KINGSTON, Jamaica--Jamaican authorities are worried about the treatment of their nationals seeking to live and work in sister Caribbean Community Caricom member states, so much so that one Member of Parliament (MP) has urged the Andrew Holness Government to reciprocate.

At a meeting of the Public Administration and Appropriations Committee of Parliament Wednesday, an official from the Ministry of Labour and Social Security revealed that Jamaicans were being turned away by some member states that have failed to make necessary legislative changes under the free movement clause of the Caricom Single Market and Economy (CSME).

Under the CSME, Caricom nationals who have a university degree or are media practitioners, artists, musicians and sportspersons are allowed to move freely.

In addition, provisions have also been made for the movement of qualified teachers, nurses, artisans, domestic workers and holders of Associate’s degrees and comparable qualifications.

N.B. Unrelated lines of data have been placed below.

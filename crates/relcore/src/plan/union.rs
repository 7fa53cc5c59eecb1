//! SelectUnion: two `Query` sides combined by UNION/UNION ALL/EXCEPT/
//! INTERSECT. The sides themselves are
//! opaque here — `SelectUnion` only owns the combining step, fed the
//! already-produced rows from each side by its caller (a `Select`, a
//! nested `SelectUnion`, or a `TableValueConstructor`).

use crate::error::Result;
use crate::exec::set_ops::{check_column_counts, run_set_operation, UnionType};
use crate::model::ForUpdate;
use crate::value::{higher_type, NullOrdering, Row, ValueType};

///
/// GlobalConditionSides
///
/// Which side(s) of a set operation an outer `addGlobalCondition`
/// pushdown reaches. UNION/UNION ALL/INTERSECT propagate to both sides —
/// the pushed-down predicate holds for the combined result regardless of
/// which side contributed a row. EXCEPT propagates to the left side
/// only: pushing it into the right side would change which rows get
/// subtracted, not just which survive.
///

#[derive(Clone, Copy, Debug, Eq, PartialEq)]
pub enum GlobalConditionSides {
    Both,
    LeftOnly,
}

///
/// SelectUnion
///

pub struct SelectUnion {
    pub op: UnionType,
    pub left_column_count: usize,
    pub right_column_count: usize,
    /// FOR UPDATE on a set operation applies identically to both sides.
    pub for_update: Option<ForUpdate>,
}

impl SelectUnion {
    #[must_use]
    pub const fn new(op: UnionType, left_column_count: usize, right_column_count: usize) -> Self {
        Self {
            op,
            left_column_count,
            right_column_count,
            for_update: None,
        }
    }

    /// Validate column counts, reported as `COLUMN_COUNT_DOES_NOT_MATCH`.
    /// Idempotent in spirit with `Select::init` — cheap enough to simply
    /// re-check on every call rather than cache a flag.
    pub fn check(&self) -> Result<()> {
        check_column_counts(self.left_column_count, self.right_column_count)
    }

    /// Combine two already-executed, column-harmonized row sets.
    pub fn combine(&self, left: &[Row], right: &[Row], nulls: NullOrdering) -> Result<Vec<Row>> {
        self.check()?;
        Ok(run_set_operation(self.op, left, right, nulls))
    }

    /// Which side(s) an outer `addGlobalCondition` pushdown should reach.
    /// The caller owns both sides and does the actual pushdown call; this
    /// only answers where it's valid to push.
    #[must_use]
    pub const fn global_condition_sides(&self) -> GlobalConditionSides {
        match self.op {
            UnionType::Union | UnionType::UnionAll | UnionType::Intersect => GlobalConditionSides::Both,
            UnionType::Except => GlobalConditionSides::LeftOnly,
        }
    }

    /// Per-column result types: the pairwise higher-type join of the two
    /// sides. Column-count mismatch is reported the same way
    /// `check`/`combine` report it.
    pub fn column_types(&self, left: &[ValueType], right: &[ValueType]) -> Result<Vec<ValueType>> {
        check_column_counts(left.len(), right.len())?;
        Ok(left.iter().zip(right).map(|(&l, &r)| higher_type(l, r)).collect())
    }
}

#[cfg(test)]
mod tests {
    use super::*;
    use crate::value::Value;

    fn rows(values: &[i64]) -> Vec<Row> {
        values.iter().map(|&v| vec![Value::Int(v)]).collect()
    }

    #[test]
    fn mismatched_column_counts_reject_before_combining() {
        let union = SelectUnion::new(UnionType::Union, 1, 2);
        assert!(union.check().is_err());
    }

    #[test]
    fn union_combines_two_harmonized_sides() {
        let union = SelectUnion::new(UnionType::Union, 1, 1);
        let left = rows(&[1, 2]);
        let right = rows(&[2, 3]);
        let mut result = union.combine(&left, &right, NullOrdering::NullsLast).unwrap();
        result.sort_by_key(|r| match r[0] {
            Value::Int(n) => n,
            _ => 0,
        });
        assert_eq!(result, rows(&[1, 2, 3]));
    }

    #[test]
    fn union_union_all_and_intersect_push_global_conditions_to_both_sides() {
        for op in [UnionType::Union, UnionType::UnionAll, UnionType::Intersect] {
            let union = SelectUnion::new(op, 1, 1);
            assert_eq!(union.global_condition_sides(), GlobalConditionSides::Both);
        }
    }

    #[test]
    fn except_pushes_global_conditions_to_the_left_side_only() {
        let union = SelectUnion::new(UnionType::Except, 1, 1);
        assert_eq!(union.global_condition_sides(), GlobalConditionSides::LeftOnly);
    }

    #[test]
    fn column_types_are_the_pairwise_higher_type() {
        let union = SelectUnion::new(UnionType::Union, 2, 2);
        let left = [ValueType::Int, ValueType::Null];
        let right = [ValueType::Float, ValueType::Text];
        let types = union.column_types(&left, &right).unwrap();
        assert_eq!(types, vec![ValueType::Float, ValueType::Text]);
    }

    #[test]
    fn column_types_rejects_mismatched_counts() {
        let union = SelectUnion::new(UnionType::Union, 1, 2);
        let left = [ValueType::Int];
        let right = [ValueType::Int, ValueType::Int];
        assert!(union.column_types(&left, &right).is_err());
    }
}
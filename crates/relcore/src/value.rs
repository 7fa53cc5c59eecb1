//! Minimal concrete value representation.
//!
//! The full expression tree and value system are external collaborators
//! — this crate does not own SQL typing, coercion, or a
//! DECIMAL/TIMESTAMP/ARRAY family. `Value` exists only so the planner and
//! evaluator are runnable and testable end-to-end without a real storage
//! engine plugged in underneath `Expression`.

use std::cmp::Ordering;

///
/// Value
///

#[derive(Clone, Debug, PartialEq)]
pub enum Value {
    Null,
    Bool(bool),
    Int(i64),
    Float(f64),
    Text(String),
}

impl Value {
    #[must_use]
    pub const fn is_null(&self) -> bool {
        matches!(self, Self::Null)
    }
}

/// A projected output row. Column order matches the owning query's
/// `expressions` array.
pub type Row = Vec<Value>;

///
/// NullOrdering
///
/// Where NULLs sort relative to non-NULL values when no explicit
/// `NULLS FIRST`/`NULLS LAST` is given on an ORDER BY term. `Low`/`High`
/// make NULL compare as the lowest/highest value under the *ascending*
/// comparator (so its effective position flips under DESC), matching a
/// database-wide `default-null-ordering` configuration knob.
///

#[derive(Clone, Copy, Debug, Eq, PartialEq)]
pub enum NullOrdering {
    NullsFirst,
    NullsLast,
    Low,
    High,
}

impl NullOrdering {
    /// Whether NULL sorts before non-NULL under an *ascending* comparator.
    #[must_use]
    pub const fn null_sorts_first_ascending(self) -> bool {
        match self {
            Self::NullsFirst | Self::Low => true,
            Self::NullsLast | Self::High => false,
        }
    }
}

/// Total-order comparison honoring `nulls`. `direction` is folded in by the
/// caller (typically `SortType`) rather than here, so this stays a pure
/// ascending comparator — reversing is just `.then(Ordering::reverse)` at
/// the call site, matching how `SortOrder` composes multiple columns.
#[must_use]
pub fn compare_values(a: &Value, b: &Value, nulls: NullOrdering) -> Ordering {
    match (a, b) {
        (Value::Null, Value::Null) => Ordering::Equal,
        (Value::Null, _) => {
            if nulls.null_sorts_first_ascending() {
                Ordering::Less
            } else {
                Ordering::Greater
            }
        }
        (_, Value::Null) => {
            if nulls.null_sorts_first_ascending() {
                Ordering::Greater
            } else {
                Ordering::Less
            }
        }
        (Value::Bool(x), Value::Bool(y)) => x.cmp(y),
        (Value::Int(x), Value::Int(y)) => x.cmp(y),
        (Value::Float(x), Value::Float(y)) => x.partial_cmp(y).unwrap_or(Ordering::Equal),
        (Value::Int(x), Value::Float(y)) => {
            (*x as f64).partial_cmp(y).unwrap_or(Ordering::Equal)
        }
        (Value::Float(x), Value::Int(y)) => {
            x.partial_cmp(&(*y as f64)).unwrap_or(Ordering::Equal)
        }
        (Value::Text(x), Value::Text(y)) => x.cmp(y),
        // Mismatched non-null variants: total order still required for
        // DISTINCT/ORDER BY to terminate. Rank by a fixed variant order.
        (x, y) => variant_rank(x).cmp(&variant_rank(y)),
    }
}

const fn variant_rank(v: &Value) -> u8 {
    match v {
        Value::Null => 0,
        Value::Bool(_) => 1,
        Value::Int(_) => 2,
        Value::Float(_) => 3,
        Value::Text(_) => 4,
    }
}

///
/// ValueType
///
/// The minimal type lattice over `Value`, used for set-operation column
/// harmonization. Not a stand-in for the full SQL type system — that
/// remains the external value system's job — just enough of a lattice
/// to unify two `Value` columns.
///

#[derive(Clone, Copy, Debug, Eq, PartialEq)]
pub enum ValueType {
    Null,
    Bool,
    Int,
    Float,
    Text,
}

impl Value {
    #[must_use]
    pub const fn value_type(&self) -> ValueType {
        match self {
            Self::Null => ValueType::Null,
            Self::Bool(_) => ValueType::Bool,
            Self::Int(_) => ValueType::Int,
            Self::Float(_) => ValueType::Float,
            Self::Text(_) => ValueType::Text,
        }
    }
}

/// The common supertype of `a` and `b` (GLOSSARY: "higher-type"). `Null`
/// unifies with anything; `Int`/`Float` unify to `Float`; anything else
/// mismatched unifies to `Text` (the only type every value can be rendered
/// into), mirroring SQL's widen-to-a-common-representation convention.
#[must_use]
pub const fn higher_type(a: ValueType, b: ValueType) -> ValueType {
    use ValueType::{Bool, Float, Int, Null, Text};
    match (a, b) {
        (Null, other) | (other, Null) => other,
        (x, y) if matches!((x, y), (Bool, Bool)) => Bool,
        (x, y) if matches!((x, y), (Int, Int)) => Int,
        (x, y) if matches!((x, y), (Float, Float) | (Int, Float) | (Float, Int)) => Float,
        (x, y) if matches!((x, y), (Text, Text)) => Text,
        _ => Text,
    }
}

/// Row equality under total-order comparison of every column, used by
/// DISTINCT and WITH TIES. `nulls` applies uniformly; callers that need
/// per-column null ordering call `compare_values` directly per column.
#[must_use]
pub fn rows_equal(a: &[Value], b: &[Value], nulls: NullOrdering) -> bool {
    a.len() == b.len()
        && a.iter()
            .zip(b)
            .all(|(x, y)| compare_values(x, y, nulls) == Ordering::Equal)
}

#[cfg(test)]
mod tests {
    use super::*;

    #[test]
    fn nulls_first_sorts_null_below_everything() {
        assert_eq!(
            compare_values(&Value::Null, &Value::Int(0), NullOrdering::NullsFirst),
            Ordering::Less
        );
        assert_eq!(
            compare_values(&Value::Null, &Value::Int(0), NullOrdering::NullsLast),
            Ordering::Greater
        );
    }

    #[test]
    fn numeric_cross_type_compares_by_value() {
        assert_eq!(
            compare_values(&Value::Int(2), &Value::Float(2.0), NullOrdering::NullsLast),
            Ordering::Equal
        );
    }

    #[test]
    fn rows_equal_requires_same_arity() {
        assert!(!rows_equal(
            &[Value::Int(1)],
            &[Value::Int(1), Value::Int(2)],
            NullOrdering::NullsLast
        ));
    }

    #[test]
    fn higher_type_widens_int_and_float_to_float() {
        assert_eq!(higher_type(ValueType::Int, ValueType::Float), ValueType::Float);
        assert_eq!(higher_type(ValueType::Null, ValueType::Bool), ValueType::Bool);
        assert_eq!(higher_type(ValueType::Bool, ValueType::Text), ValueType::Text);
    }
}
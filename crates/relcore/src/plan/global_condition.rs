//! Outer query conditions / subquery correlation pushdown:
//! `addGlobalCondition(param, columnId, cmpType)` lets an enclosing WHERE
//! push a comparison into this query.

///
/// CompareType
///

#[derive(Clone, Copy, Debug, Eq, PartialEq)]
pub enum CompareType {
    Equal,
    NotEqual,
    Less,
    LessEqual,
    Greater,
    GreaterEqual,
}

///
/// PushTarget
///
/// Which clause a global condition lands in, per the query's shape.
///

#[derive(Clone, Copy, Debug, Eq, PartialEq)]
pub enum PushTarget {
    Where,
    Having,
    Qualify,
}

///
/// QueryShape
///
/// The subset of a query's structure that determines push target: flat
/// queries always push to WHERE; window queries to QUALIFY; group
/// queries push to WHERE when the column is itself a GROUP BY key,
/// otherwise to HAVING.
///

pub enum QueryShape<'a> {
    Flat,
    Window,
    Group { group_by_positions: &'a [usize] },
}

#[must_use]
pub fn resolve_push_target(shape: &QueryShape<'_>, column_id: usize) -> PushTarget {
    match shape {
        QueryShape::Flat => PushTarget::Where,
        QueryShape::Window => PushTarget::Qualify,
        QueryShape::Group { group_by_positions } => {
            if group_by_positions.contains(&column_id) {
                PushTarget::Where
            } else {
                PushTarget::Having
            }
        }
    }
}

///
/// GlobalCondition
///
/// What actually gets pushed. `NoOpBinding` is the safe fallback — a
/// no-op form `? ≡ ?` that still binds the parameter — used when the
/// referenced column expression cannot be compared as a whole-row
/// predicate.
///

#[derive(Clone, Copy, Debug, Eq, PartialEq)]
pub enum GlobalCondition {
    Comparison {
        param_index: usize,
        column_id: usize,
        cmp: CompareType,
    },
    NoOpBinding {
        param_index: usize,
    },
}

#[must_use]
pub const fn build_global_condition(
    param_index: usize,
    column_id: usize,
    cmp: CompareType,
    column_is_comparable: bool,
) -> GlobalCondition {
    if column_is_comparable {
        GlobalCondition::Comparison {
            param_index,
            column_id,
            cmp,
        }
    } else {
        GlobalCondition::NoOpBinding { param_index }
    }
}

/// `allowGlobalConditions`: false whenever OFFSET/FETCH or DISTINCT ON
/// would make a pushed-down outer comparison change which rows are
/// selected before the clause gets a chance to apply.
#[must_use]
pub const fn allow_global_conditions(has_offset_or_fetch: bool, has_distinct_on: bool) -> bool {
    !(has_offset_or_fetch || has_distinct_on)
}
//! Quick aggregate executor: aggregates computed directly from index
//! metadata rather than a table scan — e.g. `COUNT(*)` from an
//! index's row count, `MIN`/`MAX` from its first/last key. Always
//! produces exactly one output row.

use crate::error::{ErrorKind, QueryError, Result};
use crate::value::{Row, Value};

///
/// QuickAggregateKind
///

#[derive(Clone, Copy, Debug, Eq, PartialEq)]
pub enum QuickAggregateKind {
    CountStar,
    Min { column: usize },
    Max { column: usize },
}

/// What an index exposes for direct aggregate evaluation, without
/// scanning any rows. A real `Index` backs this; kept as a narrow trait
/// here so the executor does not depend on the full `Index` surface it
/// does not need.
pub trait QuickAggregateSource {
    fn row_count(&self) -> u64;
    fn min_value(&self, column: usize) -> Option<Value>;
    fn max_value(&self, column: usize) -> Option<Value>;
}

/// Evaluate every requested aggregate against `source`, in order,
/// producing one output row with one value per aggregate.
pub fn run_quick_aggregate(
    specs: &[QuickAggregateKind],
    source: &impl QuickAggregateSource,
) -> Result<Row> {
    specs
        .iter()
        .map(|spec| match spec {
            QuickAggregateKind::CountStar => Ok(Value::Int(source.row_count() as i64)),
            QuickAggregateKind::Min { column } => source.min_value(*column).ok_or_else(|| {
                QueryError::from(ErrorKind::Internal(format!(
                    "index metadata missing MIN for column {column}"
                )))
            }),
            QuickAggregateKind::Max { column } => source.max_value(*column).ok_or_else(|| {
                QueryError::from(ErrorKind::Internal(format!(
                    "index metadata missing MAX for column {column}"
                )))
            }),
        })
        .collect()
}
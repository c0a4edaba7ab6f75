//! Command-line front-end for taskbin.
//!
//! # Responsibility
//! - Map commands onto `LifecycleManager` operations.
//! - Own process wiring: env configuration, logging, database location.
//!
//! Exit codes: 0 success, 1 operation failure, 2 usage error.

mod args;

use args::{Cli, Command};
use clap::Parser;
use log::error;
use mockable::DefaultClock;
use std::process::ExitCode;
use std::sync::Arc;
use taskbin_core::config::MS_PER_DAY;
use taskbin_core::db::open_db;
use taskbin_core::{
    default_log_level, init_logging, parse_retention_window, LifecycleConfig, LifecycleManager,
    LifecycleResult, SqliteTaskRepository, Task,
};

const DEFAULT_DB_PATH: &str = "taskbin.sqlite3";

fn main() -> ExitCode {
    let cli = match Cli::try_parse() {
        Ok(cli) => cli,
        Err(err) => {
            // --help and --version land here too and go to stdout.
            let code = if err.use_stderr() { 2 } else { 0 };
            let _ = err.print();
            return ExitCode::from(code);
        }
    };

    match run(cli.command) {
        Ok(()) => ExitCode::SUCCESS,
        Err(message) => {
            error!("event=cli_command module=cli status=error error={message}");
            eprintln!("error: {message}");
            ExitCode::from(1)
        }
    }
}

fn run(command: Command) -> Result<(), String> {
    if command == Command::Version {
        println!("{}", version_report());
        return Ok(());
    }

    if let Ok(log_dir) = std::env::var("TASKBIN_LOG_DIR") {
        let level = std::env::var("TASKBIN_LOG_LEVEL")
            .unwrap_or_else(|_| default_log_level().to_string());
        init_logging(&level, &log_dir).map_err(|err| err.to_string())?;
    }

    let config = match std::env::var("TASKBIN_RETENTION") {
        Ok(value) => parse_retention_window(&value)
            .and_then(LifecycleConfig::with_retention_ms)
            .map_err(|err| err.to_string())?,
        Err(_) => LifecycleConfig::default(),
    };
    let db_path = std::env::var("TASKBIN_DB").unwrap_or_else(|_| DEFAULT_DB_PATH.to_string());

    let conn = open_db(&db_path).map_err(|err| err.to_string())?;
    let repo = SqliteTaskRepository::try_new(conn).map_err(|err| err.to_string())?;
    let mut manager = LifecycleManager::open(repo, Arc::new(DefaultClock), config)
        .map_err(|err| err.to_string())?;

    execute(&mut manager, command).map_err(|err| err.to_string())
}

fn execute(
    manager: &mut LifecycleManager<SqliteTaskRepository, DefaultClock>,
    command: Command,
) -> LifecycleResult<()> {
    match command {
        Command::Add(add) => print_task("created", &manager.create(add.into_draft())?),
        Command::List { category } => {
            let tasks = match category {
                Some(category) => manager.list_active_by_category(&category)?,
                None => manager.list_active()?,
            };
            for task in &tasks {
                println!("{}", format_task(task));
            }
        }
        Command::Done { id } => print_task("toggled", &manager.toggle_complete(id)?),
        Command::Edit(edit) => print_task("edited", &manager.edit(edit.id, &edit.patch())?),
        Command::Delete { id } => print_task("recycled", &manager.delete(id)?),
        Command::Restore { id } => print_task("restored", &manager.restore(id)?),
        Command::Purge { id } => print_task("purged", &manager.purge_one(id)?),
        Command::Bin => {
            let view = manager.open_recycle_bin()?;
            if view.purged > 0 {
                println!("expired and purged: {}", view.purged);
            }
            for entry in &view.entries {
                println!(
                    "{}  (purged in {}d)",
                    format_task(&entry.task),
                    days_until(view.viewed_at, entry.expires_at)
                );
            }
        }
        Command::EmptyBin => println!("purged: {}", manager.empty_recycle_bin()?),
        Command::Sweep => println!("swept: {}", manager.run_maintenance()?),
        Command::Version => {}
    }
    Ok(())
}

/// Core linkage check: health ping plus crate version.
fn version_report() -> String {
    format!(
        "taskbin_core ping={}\ntaskbin_core version={}",
        taskbin_core::ping(),
        taskbin_core::core_version()
    )
}

fn print_task(action: &str, task: &Task) {
    println!("{action}: {}", format_task(task));
}

fn format_task(task: &Task) -> String {
    let mut line = format!(
        "{} [{}] {}",
        task.id,
        if task.completed { "x" } else { " " },
        task.title
    );
    if let Some(due_date) = task.due_date.as_deref() {
        line.push_str(&format!(" due:{due_date}"));
    }
    if let Some(category) = task.category.as_deref() {
        line.push_str(&format!(" #{category}"));
    }
    line
}

/// Whole days left before `expires_at`, rounded up.
fn days_until(now: i64, expires_at: i64) -> i64 {
    let remaining = expires_at.saturating_sub(now).max(0);
    remaining.saturating_add(MS_PER_DAY - 1) / MS_PER_DAY
}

However, Director of Work Permits at the Ministry, Lisa-Ann Grant said some member states have not approved the new categories in law and this creates a challenge for Jamaicans with Caricom skills certificates who are seeking employment in those countries.

“If they have moved, for example, with a skills certificate as a domestic worker into a state such as Trinidad or even Barbados, because they have not amended their legislation to recognise that category, unfortunately our nationals are challenged. They have to get an extension of stay – the skills certificate doesn’t undergo that process of verification [with subsequent – Ed.] unconditional landing …,” Grant outlined.

MP for Manchester North Western Mikael Phillips took a strong stance as he charged that some countries were not willing to change their laws and resorted to encouraging Jamaicans to take up low-paying jobs.

“If they have the certificate they will have to pay them a higher wage, but yet they encourage them to come down there; if they make it through Immigration it’s fine and good, but once they get caught there is no repercussion for that employer,” he said.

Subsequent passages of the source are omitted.